The full fat testbed tends to be a monster when it comes to noise levels as well, but the medium fan setting of the Raven RV04 is able to provide the best balance of noise and thermal performance. While the Raven was providing stellar CPU performance and merely competitive GPU performance in our stock and overclocked testbeds, it outright sweeps the full fat testbed.



Conclusion: Wait for the Fortress FT04

The long awaited SilverStone Raven RV04 is a strange bird and a mixed bag. I liken it to NVIDIA's GeForce GTX 480: for its purpose, it was the best, but you had to make some real compromises. The 480 had ugly power consumption and thermals and nasty noise compared to the Radeon HD 5870, even if it was measurably faster. By the same token, the Raven RV04 has a flimsy fascia and door and is needlessly complicated to build a system in, but offers probably the absolute best air cooling performance you can find.

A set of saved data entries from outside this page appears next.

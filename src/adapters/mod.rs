//! Concrete adapter implementations for ports.

pub mod csv_adapter;
pub mod csv_signal_sink;
pub mod file_config_adapter;
//! Core domain types and logic.

pub mod bar;
pub mod snapshot;
pub mod signal;
pub mod universe;
pub mod opening_range;
pub mod take_profit;
pub mod session;
pub mod config_validation;
pub mod error;
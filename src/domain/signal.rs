//! Directional breakout signals.

use chrono::{Duration, NaiveDateTime};
use std::fmt;

#[derive(Debug, Clone, Copy, PartialEq, Eq, Hash)]
pub enum Direction {
    Up,
    Down,
}

impl fmt::Display for Direction {
    fn fmt(&self, f: &mut fmt::Formatter<'_>) -> fmt::Result {
        match self {
            Direction::Up => write!(f, "up"),
            Direction::Down => write!(f, "down"),
        }
    }
}

/// A breakout recommendation, valid for `horizon` after `generated_at`.
#[derive(Debug, Clone, PartialEq)]
pub struct Signal {
    pub symbol: String,
    pub direction: Direction,
    pub horizon: Duration,
    pub generated_at: NaiveDateTime,
    pub close: f64,
}

impl Signal {
    pub fn expires_at(&self) -> NaiveDateTime {
        self.generated_at + self.horizon
    }
}
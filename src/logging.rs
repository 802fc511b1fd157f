//! Tracing subscriber setup.

use tracing::Level;
use tracing_subscriber::EnvFilter;

type InitError = Box<dyn std::error::Error + Send + Sync + 'static>;

/// Console logging to stderr so stdout stays free for command output.
///
/// `RUST_LOG` overrides the level picked from `verbose`. Fails if a global
/// subscriber is already installed.
pub fn setup_logging(verbose: bool) -> Result<(), InitError> {
    let level = if verbose { Level::DEBUG } else { Level::INFO };

    let env_filter =
        EnvFilter::try_from_default_env().unwrap_or_else(|_| EnvFilter::new(level.to_string()));

    tracing_subscriber::fmt()
        .with_env_filter(env_filter)
        .with_target(true)
        .with_writer(std::io::stderr)
        .try_init()?;

    tracing::debug!(verbose, "logging initialized");
    Ok(())
}
//! Opening-range breakout tracking.
//!
//! Each tracked symbol moves through `RangePending -> RangeSet -> Signaled`
//! within a session. The range is recorded once from a history window, every
//! bar after that is checked against it, and the first close outside the
//! range emits the symbol's only signal for the session.

use crate::domain::bar::MinuteBar;
use crate::domain::signal::{Direction, Signal};
use crate::ports::market_data_port::MarketDataPort;
use chrono::{Duration, NaiveDateTime};
use std::collections::HashMap;
use tracing::{debug, info, warn};

#[derive(Debug, Clone, PartialEq)]
pub struct RangeConfig {
    pub range_window: Duration,
}

impl Default for RangeConfig {
    fn default() -> Self {
        RangeConfig {
            range_window: Duration::minutes(30),
        }
    }
}

#[derive(Debug, Clone, Copy, PartialEq, Eq)]
pub enum RangeState {
    RangePending,
    RangeSet,
    Signaled,
}

#[derive(Debug, Clone, Default, PartialEq)]
pub struct OpeningRangeRecord {
    pub low: Option<f64>,
    pub high: Option<f64>,
    pub fired: bool,
}

impl OpeningRangeRecord {
    pub fn state(&self) -> RangeState {
        match (self.low, self.high, self.fired) {
            (_, _, true) => RangeState::Signaled,
            (Some(_), Some(_), false) => RangeState::RangeSet,
            _ => RangeState::RangePending,
        }
    }

    fn breakout(&self, close: f64) -> Option<Direction> {
        let (low, high) = (self.low?, self.high?);
        if close > high {
            Some(Direction::Up)
        } else if close < low {
            Some(Direction::Down)
        } else {
            None
        }
    }
}

/// Universe membership delta delivered to the tracker.
#[derive(Debug, Clone, Default, PartialEq)]
pub struct SecurityChanges {
    pub added: Vec<String>,
    pub removed: Vec<String>,
}

impl SecurityChanges {
    pub fn between(previous: &[String], next: &[String]) -> Self {
        SecurityChanges {
            added: next
                .iter()
                .filter(|s| !previous.contains(s))
                .cloned()
                .collect(),
            removed: previous
                .iter()
                .filter(|s| !next.contains(s))
                .cloned()
                .collect(),
        }
    }

    pub fn is_empty(&self) -> bool {
        self.added.is_empty() && self.removed.is_empty()
    }
}

#[derive(Debug, Clone)]
struct TrackedSymbol {
    symbol: String,
    record: OpeningRangeRecord,
}

/// Owns one [`OpeningRangeRecord`] per tracked symbol, in insertion order.
#[derive(Debug, Clone, Default)]
pub struct OpeningRangeTracker {
    config: RangeConfig,
    tracked: Vec<TrackedSymbol>,
}

impl OpeningRangeTracker {
    pub fn new(config: RangeConfig) -> Self {
        Self {
            config,
            tracked: Vec::new(),
        }
    }

    pub fn config(&self) -> &RangeConfig {
        &self.config
    }

    pub fn len(&self) -> usize {
        self.tracked.len()
    }

    pub fn is_empty(&self) -> bool {
        self.tracked.is_empty()
    }

    pub fn symbols(&self) -> impl Iterator<Item = &str> {
        self.tracked.iter().map(|t| t.symbol.as_str())
    }

    pub fn record(&self, symbol: &str) -> Option<&OpeningRangeRecord> {
        self.tracked
            .iter()
            .find(|t| t.symbol == symbol)
            .map(|t| &t.record)
    }

    /// Start tracking added symbols and forget removed ones. Re-adding a
    /// symbol that is already tracked clears its record in place.
    pub fn on_securities_changed(&mut self, changes: &SecurityChanges) {
        for symbol in &changes.added {
            match self.tracked.iter_mut().find(|t| &t.symbol == symbol) {
                Some(t) => t.record = OpeningRangeRecord::default(),
                None => self.tracked.push(TrackedSymbol {
                    symbol: symbol.clone(),
                    record: OpeningRangeRecord::default(),
                }),
            }
        }
        self.tracked.retain(|t| !changes.removed.contains(&t.symbol));
    }

    /// Record low/high over `[window_end - range_window, window_end)` for every
    /// tracked symbol the data port returns bars for. Returns how many records
    /// received a range. Symbols without bars stay pending; windows are not
    /// checked for completeness.
    pub fn compute_opening_range(
        &mut self,
        data: &dyn MarketDataPort,
        window_end: NaiveDateTime,
    ) -> usize {
        if self.tracked.is_empty() {
            return 0;
        }

        let symbols: Vec<String> = self.tracked.iter().map(|t| t.symbol.clone()).collect();
        let start = window_end - self.config.range_window;
        let history = match data.history(&symbols, start, window_end, false) {
            Ok(h) => h,
            Err(e) => {
                warn!(error = %e, "opening range history unavailable");
                return 0;
            }
        };
        if history.values().all(Vec::is_empty) {
            warn!(%start, %window_end, "opening range history empty");
            return 0;
        }

        let mut recorded = 0;
        for tracked in &mut self.tracked {
            let Some(bars) = history.get(&tracked.symbol).filter(|b| !b.is_empty()) else {
                debug!(symbol = %tracked.symbol, "no bars in opening range window");
                continue;
            };
            let low = bars.iter().map(|b| b.low).fold(f64::INFINITY, f64::min);
            let high = bars.iter().map(|b| b.high).fold(f64::NEG_INFINITY, f64::max);
            tracked.record.low = Some(low);
            tracked.record.high = Some(high);
            recorded += 1;
            info!(symbol = %tracked.symbol, low, high, bars = bars.len(), "opening range set");
        }
        recorded
    }

    /// Check each ranged, unsignaled symbol's bar against its range. Output
    /// follows insertion order; a symbol signals at most once per session.
    pub fn evaluate(&mut self, bars: &HashMap<String, MinuteBar>) -> Vec<Signal> {
        let mut signals = Vec::new();
        for tracked in &mut self.tracked {
            if tracked.record.state() != RangeState::RangeSet {
                continue;
            }
            let Some(bar) = bars.get(&tracked.symbol) else {
                continue;
            };
            let Some(direction) = tracked.record.breakout(bar.close) else {
                continue;
            };

            tracked.record.fired = true;
            info!(symbol = %tracked.symbol, %direction, close = bar.close, "breakout");
            signals.push(Signal {
                symbol: tracked.symbol.clone(),
                direction,
                horizon: self.config.range_window,
                generated_at: bar.time,
                close: bar.close,
            });
        }
        signals
    }

    /// Return every tracked symbol to `RangePending`. Idempotent.
    pub fn reset_session(&mut self) {
        for tracked in &mut self.tracked {
            tracked.record = OpeningRangeRecord::default();
        }
    }
}
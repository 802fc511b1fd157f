use clap::Parser;
use orbtrader::cli::{run, Cli};

fn main() -> std::process::ExitCode {
    run(Cli::parse())
}
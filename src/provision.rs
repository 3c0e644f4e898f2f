//! Lazy single-flight provisioning
//!
//! The backing database and collection are created on first use, at most once
//! per adapter instance. Concurrent first callers share a single in-flight
//! initialization; success is memoized for the adapter's lifetime. A failed
//! attempt is not cached: the error surfaces to the caller that drove the
//! attempt, and a caller that was waiting on the failed attempt does not
//! receive that error second-hand; it runs a fresh attempt of its own, as
//! does any later call.

use std::future::Future;

use tokio::sync::OnceCell;

use crate::error::StoreResult;

/// One-time, thread-safe initializer for a provisioned collection handle.
///
/// Wraps `tokio::sync::OnceCell` so every operation goes through the same
/// single-flight path: one computation, the result shared with all waiters,
/// and the handle immutable afterward.
pub(crate) struct LazyCollectionProvisioner<T> {
    cell: OnceCell<T>,
}

impl<T> LazyCollectionProvisioner<T> {
    /// Create an empty, unprovisioned cell
    pub fn new() -> Self {
        Self {
            cell: OnceCell::new(),
        }
    }

    /// Return the memoized handle, running `init` first if no attempt has
    /// succeeded yet. Concurrent callers block on the same in-flight attempt.
    pub async fn ensure_ready<F, Fut>(&self, init: F) -> StoreResult<&T>
    where
        F: FnOnce() -> Fut,
        Fut: Future<Output = StoreResult<T>>,
    {
        self.cell.get_or_try_init(init).await
    }
}
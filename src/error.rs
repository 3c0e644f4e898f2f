//! Error types for state storage operations

use thiserror::Error;

/// Result type for state storage operations
pub type StoreResult<T> = Result<T, StoreError>;

/// Error types for state storage operations
#[derive(Debug, Error)]
pub enum StoreError {
    /// Caller passed an argument the operation cannot accept
    #[error("Invalid argument: {0}")]
    InvalidArgument(String),

    /// Conditional write rejected because the stored revision no longer matches
    #[error("Concurrency conflict for key '{key}': token '{token}' is stale")]
    ConcurrencyConflict {
        /// Application key whose write was rejected
        key: String,
        /// The stale token the caller presented
        token: String,
    },

    /// Conditional write targeted a document that does not exist
    #[error("Document not found for key '{0}'")]
    NotFound(String),

    /// Payload serialization or deserialization failed
    #[error("Serialization error: {0}")]
    Serialization(#[from] serde_json::Error),

    /// Database or collection provisioning failed
    #[error("Provisioning failed: {0}")]
    Provisioning(String),

    /// Store endpoint unreachable or connection could not be established
    #[error("Store unavailable: {0}")]
    Unavailable(String),

    /// Any other error reported by the backing store
    #[error("Backend error: {0}")]
    Backend(String),
}

#[cfg(test)]
mod tests {
    use super::*;

    #[test]
    fn test_error_display() {
        let err = StoreError::ConcurrencyConflict {
            key: "user/1".to_string(),
            token: "abc".to_string(),
        };
        assert_eq!(
            err.to_string(),
            "Concurrency conflict for key 'user/1': token 'abc' is stale"
        );

        let err = StoreError::InvalidArgument("keys must not be empty".to_string());
        assert!(err.to_string().contains("Invalid argument"));
    }
}
//! Key Sanitization
//!
//! Maps arbitrary application keys to storage-legal document identifiers.
//! The backing store rejects a small set of characters in document ids, so
//! each disallowed character is rewritten to `*` followed by the two-digit
//! lowercase hex code of the character.
//!
//! Sanitization is deterministic but not reversed anywhere: the exact
//! original key is always persisted alongside the document and recovered
//! from there, never by decoding the sanitized id.

/// Characters the backing store does not accept in document ids
const DISALLOWED: [char; 5] = ['\\', '?', '/', '#', ' '];

/// Sanitize an application key into a storage-legal document id.
///
/// Characters in the disallowed set `{\, ?, /, #, space}` are replaced by
/// `*` plus the two-digit lowercase hex code of the character; all other
/// characters pass through unchanged.
///
/// # Example
///
/// ```rust
/// use statestore::sanitize_key;
///
/// assert_eq!(sanitize_key("a/b c"), "a*2fb*20c");
/// assert_eq!(sanitize_key("plain-key"), "plain-key");
/// ```
pub fn sanitize_key(key: &str) -> String {
    use std::fmt::Write;

    let mut out = String::with_capacity(key.len());
    for ch in key.chars() {
        if DISALLOWED.contains(&ch) {
            // Writing to a String cannot fail
            let _ = write!(out, "*{:02x}", ch as u32);
        } else {
            out.push(ch);
        }
    }
    out
}
//! Store item data model
//!
//! `StoreItem` is the caller-owned unit of persistence: an opaque JSON value
//! plus an optional concurrency token. The token is revision metadata carried
//! out-of-band by the store, never part of the persisted payload body.

use serde::de::DeserializeOwned;
use serde::{Deserialize, Serialize};
use std::collections::HashMap;

use crate::error::StoreResult;

/// Serde field name under which a token would appear if a caller embedded
/// one inside the value; stripped before persistence.
pub(crate) const TOKEN_FIELD: &str = "concurrency_token";

/// A caller-owned value persisted by a state store.
///
/// Items returned by a read carry the store's revision token at the moment of
/// the read; presenting that token on a later write makes the write
/// conditional on no intervening change.
#[derive(Debug, Clone, PartialEq, Serialize, Deserialize)]
pub struct StoreItem {
    /// Application payload
    pub value: serde_json::Value,

    /// Revision token assigned by the store.
    ///
    /// `None` or `"*"` on write means unconditional upsert; any other
    /// non-empty value makes the write conditional on that revision.
    #[serde(skip_serializing_if = "Option::is_none")]
    pub concurrency_token: Option<String>,
}

impl StoreItem {
    /// Create an item with no concurrency token (unconditional on write)
    pub fn new(value: serde_json::Value) -> Self {
        Self {
            value,
            concurrency_token: None,
        }
    }

    /// Create an item carrying a concurrency token
    pub fn with_token(value: serde_json::Value, token: impl Into<String>) -> Self {
        Self {
            value,
            concurrency_token: Some(token.into()),
        }
    }

    /// Serialize any value into a tokenless item
    pub fn from_serialize<T: Serialize>(value: &T) -> StoreResult<Self> {
        Ok(Self::new(serde_json::to_value(value)?))
    }

    /// Deserialize the payload into a typed value
    pub fn to_typed<T: DeserializeOwned>(&self) -> StoreResult<T> {
        Ok(serde_json::from_value(self.value.clone())?)
    }

    /// Payload body for persistence: the value with any embedded
    /// concurrency-token field removed. The token travels as envelope
    /// metadata, never inside the serialized body.
    pub(crate) fn stripped_value(&self) -> serde_json::Value {
        let mut value = self.value.clone();
        if let serde_json::Value::Object(map) = &mut value {
            map.remove(TOKEN_FIELD);
        }
        value
    }
}

/// Mapping from application key to store item
pub type StoreItems = HashMap<String, StoreItem>;

#[cfg(test)]
mod tests {
    use super::*;
    use serde_json::json;

    #[test]
    fn test_new_item_has_no_token() {
        let item = StoreItem::new(json!({"count": 1}));
        assert!(item.concurrency_token.is_none());
    }

    #[test]
    fn test_stripped_value_removes_embedded_token() {
        let item = StoreItem::new(json!({
            "count": 1,
            "concurrency_token": "stale-copy"
        }));
        assert_eq!(item.stripped_value(), json!({"count": 1}));
        // The original item is untouched
        assert!(item.value.get(TOKEN_FIELD).is_some());
    }

    #[test]
    fn test_typed_round_trip() {
        #[derive(Serialize, Deserialize, Debug, PartialEq)]
        struct SessionState {
            turn: u32,
            topic: String,
        }

        let state = SessionState {
            turn: 7,
            topic: "weather".to_string(),
        };
        let item = StoreItem::from_serialize(&state).unwrap();
        let back: SessionState = item.to_typed().unwrap();
        assert_eq!(back, state);
    }

    #[test]
    fn test_stripped_value_passes_non_objects_through() {
        let item = StoreItem::new(json!([1, 2, 3]));
        assert_eq!(item.stripped_value(), json!([1, 2, 3]));

        let item = StoreItem::new(json!("scalar"));
        assert_eq!(item.stripped_value(), json!("scalar"));
    }
}
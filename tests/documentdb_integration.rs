//! Integration tests for the DocumentDB backend against a local container
//!
//! Run with: cargo test --test documentdb_integration -- --ignored --nocapture
//!
//! Requires a local MongoDB/DocumentDB instance, e.g.:
//!   docker run -dt -p 27017:27017 --name statestore-mongo mongo:7

use serde_json::json;
use statestore::{
    DocumentDbConfig, DocumentDbStateStore, StateStorage, StateStorageExt, StoreError, StoreItem,
};
use uuid::Uuid;

const TEST_URL: &str = "mongodb://localhost:27017";
const TEST_DB: &str = "test_statestore";

async fn test_store() -> DocumentDbStateStore {
    // Fresh collection per test so runs never interfere
    let collection = format!("state_items_{}", Uuid::new_v4().simple());
    DocumentDbStateStore::new(DocumentDbConfig::new(TEST_URL, TEST_DB, collection))
        .await
        .expect("Failed to create store")
}

#[tokio::test]
#[ignore] // Requires MongoDB instance
async fn test_documentdb_connection() {
    let store = test_store().await;
    assert!(store.is_available().await, "store should answer ping");
}

#[tokio::test]
#[ignore] // Requires MongoDB instance
async fn test_documentdb_round_trip_with_sanitized_key() {
    let store = test_store().await;
    let key = "conversation/user#1 state";
    let value = json!({"turn": 3, "topic": "weather"});

    store.write_one(key, StoreItem::new(value.clone())).await.unwrap();

    let items = store.read(&[key.to_string()]).await.unwrap();
    assert_eq!(items.len(), 1);
    // Keyed by the original, unsanitized key
    let item = &items[key];
    assert_eq!(item.value, value);
    assert!(item.concurrency_token.is_some());

    store.delete(&[key.to_string()]).await.unwrap();
    let items = store.read(&[key.to_string()]).await.unwrap();
    assert!(items.is_empty());
}

#[tokio::test]
#[ignore] // Requires MongoDB instance
async fn test_documentdb_conditional_write_conflict() {
    let store = test_store().await;
    let key = "conflict-key";

    store.write_one(key, StoreItem::new(json!({"n": 1}))).await.unwrap();
    let stale = store
        .read_one(key)
        .await
        .unwrap()
        .unwrap()
        .concurrency_token
        .unwrap();

    // Intervening write bumps the stored revision
    store.write_one(key, StoreItem::new(json!({"n": 2}))).await.unwrap();

    let err = store
        .write_one(key, StoreItem::with_token(json!({"n": 3}), stale))
        .await
        .unwrap_err();
    assert!(matches!(err, StoreError::ConcurrencyConflict { .. }));

    // Current token still works
    let current = store
        .read_one(key)
        .await
        .unwrap()
        .unwrap()
        .concurrency_token
        .unwrap();
    store
        .write_one(key, StoreItem::with_token(json!({"n": 3}), current))
        .await
        .unwrap();
}

#[tokio::test]
#[ignore] // Requires MongoDB instance
async fn test_documentdb_batch_read_selectivity() {
    let store = test_store().await;
    store.write_one("k1", StoreItem::new(json!(1))).await.unwrap();
    store.write_one("k3", StoreItem::new(json!(3))).await.unwrap();

    let keys = vec!["k1".to_string(), "k2".to_string(), "k3".to_string()];
    let items = store.read(&keys).await.unwrap();
    assert_eq!(items.len(), 2);
    assert!(items.contains_key("k1"));
    assert!(items.contains_key("k3"));
}

#[tokio::test]
#[ignore] // Requires MongoDB instance
async fn test_documentdb_read_drains_all_result_batches() {
    let store = test_store().await;

    // More documents than the driver returns in one batch (default first
    // batch is 101), so the read has to follow the cursor to completion.
    let count = 200;
    for i in 0..count {
        store
            .write_one(&format!("bulk/key {i}"), StoreItem::new(json!({"i": i})))
            .await
            .unwrap();
    }

    let keys: Vec<String> = (0..count).map(|i| format!("bulk/key {i}")).collect();
    let items = store.read(&keys).await.unwrap();
    assert_eq!(items.len(), count);
    for i in 0..count {
        assert_eq!(items[&format!("bulk/key {i}")].value, json!({"i": i}));
    }
}

#[tokio::test]
#[ignore] // Requires MongoDB instance
async fn test_documentdb_delete_absent_key_succeeds() {
    let store = test_store().await;
    store.delete(&["never-written".to_string()]).await.unwrap();
}

#[tokio::test]
#[ignore] // Requires MongoDB instance
async fn test_documentdb_concurrent_first_calls_share_provisioning() {
    use std::sync::Arc;

    let store = Arc::new(test_store().await);

    // Hammer the unprovisioned store from many tasks at once; every call
    // must succeed and observe the same collection.
    let mut handles = Vec::new();
    for i in 0..8 {
        let store = Arc::clone(&store);
        handles.push(tokio::spawn(async move {
            store
                .write_one(&format!("k{i}"), StoreItem::new(json!(i)))
                .await
        }));
    }
    for handle in handles {
        handle.await.unwrap().unwrap();
    }

    let keys: Vec<String> = (0..8).map(|i| format!("k{i}")).collect();
    let items = store.read(&keys).await.unwrap();
    assert_eq!(items.len(), 8);
}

I'm unhappy with the build quality of the RV04 and the internal design. The core concepts of the design and the thermal design itself are all top notch, but the Raven starts breaking down when looked from a practical perspective. If you're not the type to tinker with your desktop, the slightly goofy interior will probably be a one time hassle. Unfortunately, no matter what kind of user you are, you're going to have to deal with the abysmal door design. Is it worth putting up with?

As it turns out, there are a couple of flies in the ointment. First, there's the fact that closed loop coolers are becoming increasingly popular, and the Raven RV04 is very obviously not designed for these. There's space to mount a 120mm closed loop in the rear of the case, but honestly if you do this, you're not using the RV04 properly. Anyone interested in doing any kind of liquid cooling really needs to just rule out the RV04 entirely; this isn't a jack of all trades like many traditional ATX cases are these days, this is an air cooling case through and through.

The other fly in the ointment is the impending Fortress FT04. The FT04 and RV04 use the same chassis, but the FT04 should have a higher quality shell and I suspect the problematic door design will be mitigated somewhat. You'll pay more for the FT04 when it arrives (I've heard around $199), but you can also expect it to be quieter and slightly easier to use. Odds are that's going to be the air cooling case to go for.

Ultimately, once you're in the price bracket the SilverStone Raven RV04 is in, you're probably going to be looking for something more specific than a straight up ATX enclosure. The RV04 is able to perform amazingly well with nothing but two 180mm intake fans and smartly designed airflow, which is something that many high end enclosures only wish they could claim. If you want to build a dual or multi-GPU rig, use cards that come with blower-style coolers, and then stick something like a Noctua NH-U12S or NH-U14S on the CPU. At that point I'd be hard-pressed to find a more efficient air-cooled design, and for those purposes I would recommend the RV04. However, given my intense misgivings about the door design, I'm inclined to play the waiting game and see how the Fortress FT04 turns out and I would advise you to do the same.